ST. LOUIS – Consuming a blend of proteins from soy, whey and casein provided benefits in muscle protein synthesis after exercising, according to a study that appeared on-line Jan. 23 in The Journal of Nutrition. Researchers at the University of Texas Medical Branch conducted the study on 19 young adults.

According to the researchers, the proteins from soy, whey and casein have complementary amino acid profiles and different digestion rates (amino acid release profiles). The study’s results demonstrated prolonged delivery of amino acids to muscles and extended muscle protein synthesis when subjects consumed the protein blend as compared to when they consumed a single source (whey) of protein alone.

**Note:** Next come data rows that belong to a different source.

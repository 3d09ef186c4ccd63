//! Market Data Streaming Types
//!
//! Decoded tick representation delivered to consumers. These types are
//! independent of the wire encoding; the feed codec converts into them.
//!
//! Prices travel as integer paise (1/100 rupee). The raw integers are kept
//! as-is and rupee accessors are provided for display.

use chrono::{DateTime, Utc};
use serde::{Deserialize, Serialize};

use crate::domain::instrument::InstrumentId;

/// Number of price units per rupee.
pub const PRICE_SCALE: i64 = 100;

/// Convert an integer price in paise to rupees.
#[must_use]
#[allow(clippy::cast_precision_loss)]
pub fn to_rupees(price: i64) -> f64 {
    price as f64 / PRICE_SCALE as f64
}

// =============================================================================
// Tick Kind
// =============================================================================

/// Kind of update carried by a tick.
#[derive(Debug, Clone, Copy, PartialEq, Eq, Hash, Serialize, Deserialize)]
#[serde(rename_all = "snake_case")]
pub enum TickKind {
    /// Top-of-book and last trade summary.
    Touchline,
    /// Order book depth update.
    Depth,
    /// Individual trade print.
    Trade,
    /// Message type this client does not recognize.
    Unknown(i32),
}

impl TickKind {
    /// Map the wire message type to a tick kind.
    #[must_use]
    pub const fn from_wire(value: i32) -> Self {
        match value {
            1 => Self::Touchline,
            2 => Self::Depth,
            3 => Self::Trade,
            other => Self::Unknown(other),
        }
    }

    /// Wire message type for this kind.
    #[must_use]
    pub const fn to_wire(self) -> i32 {
        match self {
            Self::Touchline => 1,
            Self::Depth => 2,
            Self::Trade => 3,
            Self::Unknown(other) => other,
        }
    }

    /// Label used for logs and metrics.
    #[must_use]
    pub const fn as_str(self) -> &'static str {
        match self {
            Self::Touchline => "touchline",
            Self::Depth => "depth",
            Self::Trade => "trade",
            Self::Unknown(_) => "unknown",
        }
    }
}

// =============================================================================
// Depth
// =============================================================================

/// One price level of the order book.
#[derive(Debug, Clone, Copy, PartialEq, Eq, Serialize, Deserialize)]
pub struct DepthLevel {
    /// Price in paise.
    pub price: i64,
    /// Aggregate quantity at this level.
    pub quantity: i64,
    /// Number of orders at this level.
    pub orders: i32,
}

impl DepthLevel {
    /// Price in rupees.
    #[must_use]
    pub fn price_rupees(&self) -> f64 {
        to_rupees(self.price)
    }
}

// =============================================================================
// Tick
// =============================================================================

/// A decoded market data update for one instrument.
#[derive(Debug, Clone, PartialEq, Eq, Serialize, Deserialize)]
pub struct Tick {
    /// Instrument the update refers to.
    pub instrument_id: InstrumentId,
    /// Kind of update.
    pub kind: TickKind,
    /// Exchange timestamp, if the feed supplied one.
    pub exchange_time: Option<DateTime<Utc>>,
    /// Last traded price in paise.
    pub last_traded_price: i64,
    /// Last traded quantity.
    pub last_traded_quantity: i64,
    /// Cumulative traded volume for the session.
    pub volume: i64,
    /// Session open in paise.
    pub open: i64,
    /// Session high in paise.
    pub high: i64,
    /// Session low in paise.
    pub low: i64,
    /// Previous close in paise.
    pub close: i64,
    /// Bid levels, best first.
    pub bids: Vec<DepthLevel>,
    /// Ask levels, best first.
    pub asks: Vec<DepthLevel>,
}

impl Tick {
    /// Create an empty tick of the given kind.
    #[must_use]
    pub const fn new(instrument_id: InstrumentId, kind: TickKind) -> Self {
        Self {
            instrument_id,
            kind,
            exchange_time: None,
            last_traded_price: 0,
            last_traded_quantity: 0,
            volume: 0,
            open: 0,
            high: 0,
            low: 0,
            close: 0,
            bids: Vec::new(),
            asks: Vec::new(),
        }
    }

    /// Last traded price in rupees.
    #[must_use]
    pub fn ltp(&self) -> f64 {
        to_rupees(self.last_traded_price)
    }

    /// Best bid level.
    #[must_use]
    pub fn best_bid(&self) -> Option<&DepthLevel> {
        self.bids.first()
    }

    /// Best ask level.
    #[must_use]
    pub fn best_ask(&self) -> Option<&DepthLevel> {
        self.asks.first()
    }

    /// Best ask minus best bid, in paise.
    #[must_use]
    pub fn spread(&self) -> Option<i64> {
        Some(self.best_ask()?.price - self.best_bid()?.price)
    }
}

// =============================================================================
// Connection State
// =============================================================================

/// Lifecycle state of the logical feed connection.
#[derive(Debug, Clone, Copy, PartialEq, Eq, Hash, Default, Serialize, Deserialize)]
#[serde(rename_all = "snake_case")]
pub enum ConnectionState {
    /// No session is open.
    #[default]
    Disconnected,
    /// A session is being established.
    Connecting,
    /// A session is open and accepting frames.
    Connected,
    /// The client is shutting down.
    Closing,
}

impl ConnectionState {
    /// Numeric code used by the state gauge.
    #[must_use]
    pub const fn code(self) -> u8 {
        match self {
            Self::Disconnected => 0,
            Self::Connecting => 1,
            Self::Connected => 2,
            Self::Closing => 3,
        }
    }

    /// Label used for logs.
    #[must_use]
    pub const fn as_str(self) -> &'static str {
        match self {
            Self::Disconnected => "disconnected",
            Self::Connecting => "connecting",
            Self::Connected => "connected",
            Self::Closing => "closing",
        }
    }
}

impl std::fmt::Display for ConnectionState {
    fn fmt(&self, f: &mut std::fmt::Formatter<'_>) -> std::fmt::Result {
        f.write_str(self.as_str())
    }
}

/// Lifecycle notifications published by the connection.
#[derive(Debug, Clone, PartialEq, Eq)]
pub enum ConnectionEvent {
    /// A connect attempt started.
    Connecting,
    /// The session is open and the subscription set was replayed.
    Connected,
    /// The session ended.
    Disconnected {
        /// WebSocket close code, if the remote sent one.
        code: Option<u16>,
        /// Close reason or error description.
        reason: String,
    },
    /// A reconnect was scheduled.
    Reconnecting {
        /// Attempt number since the last successful connect.
        attempt: u32,
        /// Delay before the attempt.
        delay: std::time::Duration,
    },
    /// The client stopped and will not reconnect.
    Stopped,
}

“Sources of high-quality protein contain all the essential amino acids and have individual characteristics thought to offer a unique advantage for muscle growth,” said Blake Rasmussen, Ph.D., interim chair, Department of Nutrition and Metabolism and the study’s principle investigator. “This is the first study to test the effects of combining soy with the dairy proteins, whey and casein, for promotion of lean body mass gain.”

In the double-blind, randomized, clinical trial, the 19 young adults were studied before and after ingesting either about 19 grams of protein from the blend or about 18 grams of whey protein. Their consumption took place about one hour after high-intensity leg resistance exercise. The soy-dairy protein blend was 25% Supro isolated soy protein from Solae/DuPont Nutrition & Health, 25% whey protein isolate and 50% caseinate. Muscle biopsies were collected at rest, 3 hours after exercise and 5 hours after exercise.